= What you are asked to do =
Restate only the tail of the data below, starting at the line that contains "let h1 = BusHandle::from_ptr(&first[1]" and including the last line, word for word.
╭─ Dataset content
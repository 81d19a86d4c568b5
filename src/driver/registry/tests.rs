//! Handle-based dispatch of interrupt events.
use core::sync::atomic::{AtomicU32, Ordering};

use super::*;
use crate::protocol::transport::can_id::CanId;

#[derive(Default)]
struct Counter {
    frames: AtomicU32,
    mailbox_events: AtomicU32,
}

impl CanInterrupts for Counter {
    fn on_frame_received(&self, _frame: &CanFrame) {
        self.frames.fetch_add(1, Ordering::Relaxed);
    }

    fn on_mailbox_free(&self) {
        self.mailbox_events.fetch_add(1, Ordering::Relaxed);
    }
}

#[test]
/// Events reach the driver registered for that handle and no other.
fn test_dispatch_by_handle() {
    let can1 = Counter::default();
    let can2 = Counter::default();
    let mut registry = BusRegistry::<2>::new();
    registry.register(BusHandle(0x4000_6400), &can1).expect("slot free");
    registry.register(BusHandle(0x4000_6800), &can2).expect("slot free");

    let frame = CanFrame::new_extended(CanId::from_parts(2, 129025, 1), &[0; 8]);
    assert!(registry.on_frame_received(BusHandle(0x4000_6800), &frame));
    assert!(registry.on_mailbox_free(BusHandle(0x4000_6400)));

    assert_eq!(can1.frames.load(Ordering::Relaxed), 0);
    assert_eq!(can1.mailbox_events.load(Ordering::Relaxed), 1);
    assert_eq!(can2.frames.load(Ordering::Relaxed), 1);
    assert_eq!(can2.mailbox_events.load(Ordering::Relaxed), 0);
}

#[test]
/// Unknown handles are a silent no-op.
fn test_unknown_handle_dropped() {
    let can1 = Counter::default();
    let mut registry = BusRegistry::<1>::new();
    registry.register(BusHandle(1), &can1).expect("slot free");

    assert!(!registry.on_mailbox_free(BusHandle(2)));
    assert!(!registry.on_frame_received(BusHandle(2), &CanFrame::EMPTY));
    assert_eq!(can1.mailbox_events.load(Ordering::Relaxed), 0);
    assert!(BusRegistry::<0>::new().lookup(BusHandle(1)).is_none());
}

#[test]
/// Registration fails when full or when the handle is taken.
fn test_register_errors() {
    let a = Counter::default();
    let b = Counter::default();
    let mut registry = BusRegistry::<1>::new();
    assert!(registry.is_empty());
    registry.register(BusHandle(7), &a).expect("slot free");

    assert_eq!(
        registry.register(BusHandle(7), &b).err(),
        Some(RegistryError::AlreadyRegistered {
            handle: BusHandle(7)
        })
    );
    assert_eq!(
        registry.register(BusHandle(8), &b).err(),
        Some(RegistryError::Full)
    );
    assert_eq!(registry.len(), 1);
}

#[test]
/// Pointer identity gives distinct handles for distinct peripherals.
fn test_handle_from_ptr() {
    let first = [0u32; 2];
    let h0 = BusHandle::from_ptr(&first[0] as *const u32);
    let h1 = BusHandle::from_ptr(&first[1] as *const u32);
    assert_ne!(h0, h1);
    assert_eq!(h0, BusHandle::from_ptr(&first[0] as *const u32));
}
╰─
= Solution =
    let h1 = BusHandle::from_ptr(&first[1] as *const u32);
    assert_ne!(h0, h1);
    assert_eq!(h0, BusHandle::from_ptr(&first[0] as *const u32));
}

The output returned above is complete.